SpaceX filed an official protest to the GAO, after NASA has marked the competitor of the United Launch Alliance contract for the launch of Lucy, an interplanetary probe designed to study the belt of unique asteroids collected around the Jupiter orbital strip.
January 31, SpaceX believes NASA has made a decision that meets the interests of the agency and US taxpayers by awarding a ULA contract to launch Lucy worth $ 148 million, which company believes is much larger [expensive]
Updated our article on GAO- SpaceX protests over a NASA contract with comments from NASA and ULA. https://t.co/qqCsnNatu0
̵1; Jeff Foust (@jeff_foust) February 14, 2019
With productivity approximately equivalent to a Falcon 9 Block 5 SpaceX missile in multiple configurations when launching from a low orbit (LEO ) to the geostationary orbit (GTO), the ULA Atlas V 401 version is the simplest version of the rocket family with the lowest relative performance. According to RocketBuilder, Atlas V 401 was registered at a base price of $ 109 million in 2017. The launch (for USAF GPS III of $ 530 million) was awarded at a price of $ 83 million, with three subsequent contracts for the launch of GPS III, which later received $ 97 million.

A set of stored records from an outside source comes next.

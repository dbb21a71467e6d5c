//! Create the hosted assistant with the local tool manifest.

use anyhow::Result;
use clap::Subcommand;
use colored::Colorize;
use std::fmt::Write;

use crate::assistant::ToolDefinition;
use crate::config::{Config, Secrets, CONFIG_FILE};

use super::{assistant_client, assistant_failure, load_config, tool_registry};

#[derive(Subcommand, Debug, Clone)]
pub enum AssistantAction {
    /// Create a new assistant and print its id
    Create {
        /// Assistant name (defaults to [assistant].name)
        #[arg(long)]
        name: Option<String>,

        /// Model (defaults to [assistant].model)
        #[arg(long)]
        model: Option<String>,

        /// System instructions (defaults to [assistant].instructions)
        #[arg(long)]
        instructions: Option<String>,
    },
}

/// Entry point for `proofrun assistant`.
pub(crate) async fn run(action: AssistantAction) -> Result<()> {
    match action {
        AssistantAction::Create {
            name,
            model,
            instructions,
        } => create(name, model, instructions).await,
    }
}

async fn create(
    name: Option<String>,
    model: Option<String>,
    instructions: Option<String>,
) -> Result<()> {
    let (_, config) = load_config()?;
    let secrets = Secrets::from_env();
    let client = assistant_client(&config, &secrets)?;
    let tools = tool_registry(&config, &secrets)?.definitions();

    let settings = AssistantSettings::resolve(&config, name, model, instructions);
    let assistant = client
        .create_assistant(
            &settings.name,
            &settings.instructions,
            &settings.model,
            &tools,
        )
        .await
        .map_err(|e| assistant_failure("Failed to create assistant", e))?;

    print!("{}", format_created(&assistant.id, &settings, &tools));
    Ok(())
}

/// Flag values with config fallbacks applied.
#[derive(Debug, Clone, PartialEq, Eq)]
struct AssistantSettings {
    name: String,
    model: String,
    instructions: String,
}

impl AssistantSettings {
    fn resolve(
        config: &Config,
        name: Option<String>,
        model: Option<String>,
        instructions: Option<String>,
    ) -> Self {
        Self {
            name: name.unwrap_or_else(|| config.assistant.name.clone()),
            model: model.unwrap_or_else(|| config.assistant.model.clone()),
            instructions: instructions.unwrap_or_else(|| config.assistant.instructions.clone()),
        }
    }
}

fn tool_label(tool: &ToolDefinition) -> &str {
    match tool {
        ToolDefinition::CodeInterpreter => "code_interpreter",
        ToolDefinition::Function { function } => &function.name,
    }
}

fn format_created(id: &str, settings: &AssistantSettings, tools: &[ToolDefinition]) -> String {
    let mut out = String::new();

    writeln!(&mut out, "\n{} Assistant created", "✓".green().bold()).unwrap();
    writeln!(&mut out, "  Id:     {}", id.cyan().bold()).unwrap();
    writeln!(&mut out, "  Name:   {}", settings.name).unwrap();
    writeln!(&mut out, "  Model:  {}", settings.model).unwrap();
    let labels: Vec<&str> = tools.iter().map(tool_label).collect();
    writeln!(&mut out, "  Tools:  {}", labels.join(", ")).unwrap();

    writeln!(
        &mut out,
        "\nAdd it to {}:\n\n  [assistant]\n  id = \"{}\"",
        CONFIG_FILE.cyan(),
        id
    )
    .unwrap();

    out
}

In relation to almost any possible contract for the near term. On the horizon, contracts for launching GPS III SpaceX are a peculiar price for Falcon 9, where the client requires an extraordinary mission warranty, and the entire missile should be spent on startup. In other words, NASA is likely to be able to get the reliability, performance and mission security that it wants / needs from Falcon 9, possibly $ 50 million. Less than the cost of the proposed ULA, which is equivalent to reducing by more than a third of the price. Part of NASA's Discovery program, the Lucy spacecraft will be limited to $ 450 million without launch costs, which means that the choice of SpaceX over the ULA can reduce the overall mission cost by at least 8-10%.
NASA's InSight rises to the top of the Atlas V 401, March 2018. (Pauline Acalin)
Atlas V 401 panorama, March 2018. (Pauline Acalin)
SpaceX and the newest spacecraft NASA, TESS. (SpaceX)
After launching in April 2018, the B1045 landed on OCISLY and reconstructed for a second run in just 5 days, June 29th. (Tom Cross)
for NASA is the first time that a company has appealed one of the agency's decisions. SpaceX has offered a solution with an extremely high degree of confidence in the mission's mission at a price much lower than the premium, so we believe that the decision to pay much more for Boeing and Lockheed for the same mission, therefore, does not meet the interests of the agency or American taxpayers. – SpaceX, February 13, 2019
The fact remains that Lucy's mission faces a unique, complex launch trajectory, offering only one launch window in about three weeks after being effectively developed by the mission, becomes impossible. The absence of this window could lead to hundreds of millions of dollars spent by NASA on processing and delays, unless triggered by a direct cancellation of the mission. Thus, NASA and ULA have entered into a contract to launch a contract and ~ 50% of the premium in terms of what ULA claims to be – is "world-class confidence based on the schedule of the V-Atlas." Except for other ULA, Delta IV, Atlas V missiles, it has a respectable track record that remains true to its contractual goals. But, Falcon 9 SpaceX & # 39; & # 39; The schedule of confidence & # 39; continues to improve as the car's missile mature
It should be admitted that while Falcon 9 gotten far better in reliably launching its 5-10-day pre-static fire test, Spacex continued to struggle for a useful launch load within a week or two customer goals. Despite this, October 2021 is over two and a half years, giving SpaceX a huge amount of time and dozens of discovered Falcon 9 launches to achieve a level of operational maturity and design stability comparable to that of the changed Atlas V. Minimum for 16+ years and 79 runs.
Falcon 9 B1046 is preparing for its third launch and recovery, December 2018. (SpaceX)
Falcon 9 B1046 depicted here, landed after the third successful launch, December 2018 (SpaceX)
In October 2010, NASA awarded ULA a $ 187 million contract to launch its MAVEN Mars orbiter on the Atlas V 401. In December 2013, ULA won a $ 163 million contract on the Atlas V 401. In January In 2019, ULA was awarded a contract for NASA Lucy's spacecraft, priced at $ 148.3M for the 2021 Atlas V 401 launch. Simply put, if ULA uses darts and eyes to determine contract pricing or aggressive reciprocal inflation, the very existence of SpaceX is already fueling competition, especially when start-up contracts compete directly with their parent agencies. or companies. SpaceX's protest is not entirely justified or endorsed by everything that can be ensured that the fact that SpaceX was there to compete with the ULA did force the company at all to cut from $ 20-40M from the price that otherwise would be desirable to make NASA Saving another $ 50 million. Of course, not worse, what will happen to American taxpayers, but this is not the end of the world.